Packaging note: for `profile: codebase` skills with `sources[].type: git`, `ecpctl pack` enforces commit pinning and refuses to package when `sources[].revision.commit` is missing or set to `HEAD` (run `ecpctl refresh` to record a concrete commit hash).

Generated artifacts live inside the skill directory under `expert/context/` (indexes, summaries) and `expert/logs/` (optional). `build`/`refresh` also update `sources[].revision` in `expert/EXPERT.yaml` so `as_of` is reproducible.

## Using this on a real repository

1) Copy `examples/codebase-expert` into your skill collection location.   

2) Point the expert source at your repository:

```bash
ecpctl set-source --skill /path/to/codebase-expert --uri file:///abs/path/to/your/repo
```

On Windows, file URIs typically look like `file:///C:/path/to/repo` (forward slashes).

3) Build and query:

```bash
ecpctl build --skill /path/to/codebase-expert
ecpctl query --skill /path/to/codebase-expert "Where is auth implemented?"
```

## Real-world demo: VeraCrypt + OpenRouter

This repository includes VeraCrypt skill templates:
- `examples/veracrypt-expert` (keyword index backend)
- `examples/veracrypt-expert-sqlite` (SQLite FTS backend)
- `examples/veracrypt-expert-hybrid-vector` (hybrid retrieval: vector + SQLite FTS; recommended)

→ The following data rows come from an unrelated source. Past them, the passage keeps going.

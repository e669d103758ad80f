//! Subscription Sync - keeps a local subscription ledger in step with a
//! payment provider.
//!
//! Plan changes, cancellations and provider webhooks all funnel into a ledger
//! that holds at most one active subscription per user.

pub mod adapters;
pub mod application;
pub mod config;
pub mod domain;
pub mod ports;
//! SubscriptionLedger port - authoritative local store of subscription rows.
//!
//! Implementations enforce that a user has at most one active row. Every
//! write that could add a second one fails with
//! `ErrorCode::ActiveSubscriptionConflict` instead of succeeding silently,
//! and `supersede` fails with `ErrorCode::StaleSubscription` when the row it
//! replaces was no longer active.

use async_trait::async_trait;

use crate::domain::foundation::{DomainError, SubscriptionId, Timestamp, UserId};
use crate::domain::subscription::Subscription;

/// Ledger operations.
#[async_trait]
pub trait SubscriptionLedger: Send + Sync {
    /// Load a row by id, but only if it belongs to `user_id`.
    async fn find_for_user(
        &self,
        id: &SubscriptionId,
        user_id: &UserId,
    ) -> Result<Option<Subscription>, DomainError>;

    /// The user's active row, if any.
    async fn find_active_for_user(
        &self,
        user_id: &UserId,
    ) -> Result<Option<Subscription>, DomainError>;

    /// Every row backed by a provider subscription, newest first.
    ///
    /// In-place plan changes keep the provider id, so several rows may match;
    /// at most one of them is active.
    async fn find_by_provider_subscription_id(
        &self,
        provider_subscription_id: &str,
    ) -> Result<Vec<Subscription>, DomainError>;

    /// All of a user's rows, newest first.
    async fn list_for_user(&self, user_id: &UserId) -> Result<Vec<Subscription>, DomainError>;

    /// Insert a new active row.
    ///
    /// # Errors
    ///
    /// - `ActiveSubscriptionConflict` if the user already has an active row
    /// - `DatabaseError` on infrastructure failure
    async fn insert_active(&self, subscription: &Subscription) -> Result<(), DomainError>;

    /// Deactivate `previous` and insert `replacement` as one atomic change.
    ///
    /// Either both writes land or neither does.
    ///
    /// # Errors
    ///
    /// - `StaleSubscription` if `previous` is not currently active
    /// - `ActiveSubscriptionConflict` if another active row appeared meanwhile
    /// - `DatabaseError` on infrastructure failure
    async fn supersede(
        &self,
        previous: &SubscriptionId,
        replacement: &Subscription,
    ) -> Result<(), DomainError>;

    /// Refresh the provider id and period end of a row.
    ///
    /// The period end never moves backwards, so a stale event delivered late
    /// cannot shorten a period. Returns the row as stored afterwards.
    ///
    /// # Errors
    ///
    /// - `SubscriptionNotFound` if the row does not exist
    async fn update_provider_state(
        &self,
        id: &SubscriptionId,
        provider_subscription_id: &str,
        period_end: Timestamp,
    ) -> Result<Subscription, DomainError>;

    /// Mark a row inactive.
    ///
    /// Returns `true` if the row was active before this call.
    async fn deactivate(&self, id: &SubscriptionId) -> Result<bool, DomainError>;
}
//! Queries over the caller's own ledger rows.

use std::sync::Arc;

use crate::domain::foundation::{SubscriptionId, UserId};
use crate::domain::subscription::{Subscription, SubscriptionError};
use crate::ports::SubscriptionLedger;

/// Query to list the caller's subscriptions, newest first.
#[derive(Debug, Clone)]
pub struct ListSubscriptionsQuery {
    pub user_id: UserId,
}

pub struct ListSubscriptionsHandler {
    ledger: Arc<dyn SubscriptionLedger>,
}

impl ListSubscriptionsHandler {
    pub fn new(ledger: Arc<dyn SubscriptionLedger>) -> Self {
        Self { ledger }
    }

    pub async fn handle(
        &self,
        query: ListSubscriptionsQuery,
    ) -> Result<Vec<Subscription>, SubscriptionError> {
        Ok(self.ledger.list_for_user(&query.user_id).await?)
    }
}

/// Query to get one of the caller's subscriptions.
#[derive(Debug, Clone)]
pub struct GetSubscriptionQuery {
    pub user_id: UserId,
    pub subscription_id: SubscriptionId,
}

/// Handler for a single subscription.
///
/// Rows owned by someone else are reported as not found.
pub struct GetSubscriptionHandler {
    ledger: Arc<dyn SubscriptionLedger>,
}

impl GetSubscriptionHandler {
    pub fn new(ledger: Arc<dyn SubscriptionLedger>) -> Self {
        Self { ledger }
    }

    pub async fn handle(
        &self,
        query: GetSubscriptionQuery,
    ) -> Result<Subscription, SubscriptionError> {
        self.ledger
            .find_for_user(&query.subscription_id, &query.user_id)
            .await?
            .ok_or(SubscriptionError::SubscriptionNotFound(query.subscription_id))
    }
}

#[cfg(test)]
mod tests {
    use super::*;
    use crate::adapters::memory::InMemorySubscriptionLedger;
    use crate::domain::foundation::{PlanId, Timestamp};

    fn user(id: &str) -> UserId {
        UserId::new(id).unwrap()
    }

    async fn ledger_with_row() -> (Arc<InMemorySubscriptionLedger>, Subscription) {
        let ledger = Arc::new(InMemorySubscriptionLedger::new());
        let row = Subscription::activate(
            user("user-1"),
            PlanId::new("basic").unwrap(),
            "sub_1",
            Timestamp::from_unix_secs(1_800_000_000).unwrap(),
        );
        ledger.insert_active(&row).await.unwrap();
        (ledger, row)
    }

    #[tokio::test]
    async fn lists_only_callers_rows() {
        let (ledger, _) = ledger_with_row().await;
        let handler = ListSubscriptionsHandler::new(ledger);

        let mine = handler
            .handle(ListSubscriptionsQuery { user_id: user("user-1") })
            .await
            .unwrap();
        let theirs = handler
            .handle(ListSubscriptionsQuery { user_id: user("user-2") })
            .await
            .unwrap();

        assert_eq!(mine.len(), 1);
        assert!(theirs.is_empty());
    }

    #[tokio::test]
    async fn other_users_row_is_not_found() {
        let (ledger, row) = ledger_with_row().await;
        let handler = GetSubscriptionHandler::new(ledger);

        let err = handler
            .handle(GetSubscriptionQuery {
                user_id: user("user-2"),
                subscription_id: row.id,
            })
            .await
            .unwrap_err();

        assert!(matches!(err, SubscriptionError::SubscriptionNotFound(_)));
    }

    #[tokio::test]
    async fn owner_gets_row() {
        let (ledger, row) = ledger_with_row().await;
        let handler = GetSubscriptionHandler::new(ledger);

        let found = handler
            .handle(GetSubscriptionQuery {
                user_id: user("user-1"),
                subscription_id: row.id,
            })
            .await
            .unwrap();

        assert_eq!(found, row);
    }
}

For a scripted run, see `examples/demo-veracrypt-expert.ps1` or `examples/demo-veracrypt-expert.sh` (auto-selects hybrid vector+FTS when available).
The VeraCrypt repository is not bundled; clone it locally before running the demo.

1) Clone VeraCrypt (recommended sibling layout):

```bash
git clone https://github.com/veracrypt/VeraCrypt examples/VeraCrypt
```

If you cloned VeraCrypt elsewhere, point the skill at your checkout:

```bash
SKILL=examples/veracrypt-expert-hybrid-vector
ecpctl set-source --skill "$SKILL" --source-id repo --uri file:///abs/path/to/VeraCrypt
```

2) Build the expert context:

```bash
SKILL=examples/veracrypt-expert-hybrid-vector
ecpctl validate --skill "$SKILL"
ecpctl build --skill "$SKILL"
```

To force a full rebuild (even if an index already exists):

```bash
SKILL=examples/veracrypt-expert-hybrid-vector
ecpctl build --rebuild --skill "$SKILL"
```

3) Query it (local synthesizer, always offline):

```bash
SKILL=examples/veracrypt-expert-hybrid-vector
ecpctl query --skill "$SKILL" "Where is the main source code located?"
```

4) Query it with LLM synthesis via OpenRouter (citations still come from local context artifacts):

```bash
# Either export env vars (or put them in a `.env` file in the current directory):
export OPENROUTER_API_KEY="..."
export OPENROUTER_MODEL="xiaomi/mimo-v2-flash:free"
SKILL=examples/veracrypt-expert-hybrid-vector
ecpctl query --llm openrouter --skill "$SKILL" "Summarize the main components involved in mounting a volume."
```

PowerShell equivalent:

```powershell
$env:OPENROUTER_API_KEY="..."
$env:OPENROUTER_MODEL="xiaomi/mimo-v2-flash:free"
$skill="examples/veracrypt-expert-hybrid-vector"
ecpctl query --llm openrouter --skill $skill "Summarize the main components involved in mounting a volume."
```

`.env` example (auto-loaded from the current directory):

```dotenv
OPENROUTER_API_KEY=...
OPENROUTER_MODEL=xiaomi/mimo-v2-flash:free
```

Notes:
- `ecpctl` auto-loads `.env` from the current directory (without overriding existing env vars).
- Avoid committing `.env` (this repo ignores it via `.gitignore`).
- `OPENROUTER_API_KEY` must be set for `--llm openrouter`.
- Remote LLM synthesis is blocked when `security.contains_secrets: true`, and is disabled by default unless `security.allow_remote_llm: true` is set in `expert/EXPERT.yaml`.
- The OpenRouter call sends the retrieved evidence snippets to OpenRouter. Do not enable it for sensitive repositories.
- `--llm openrouter` requires outbound HTTPS access to `openrouter.ai`.
- `ecpctl pack` refuses to package skills with `security.contains_secrets: true` unless `--allow-secrets` is explicitly set.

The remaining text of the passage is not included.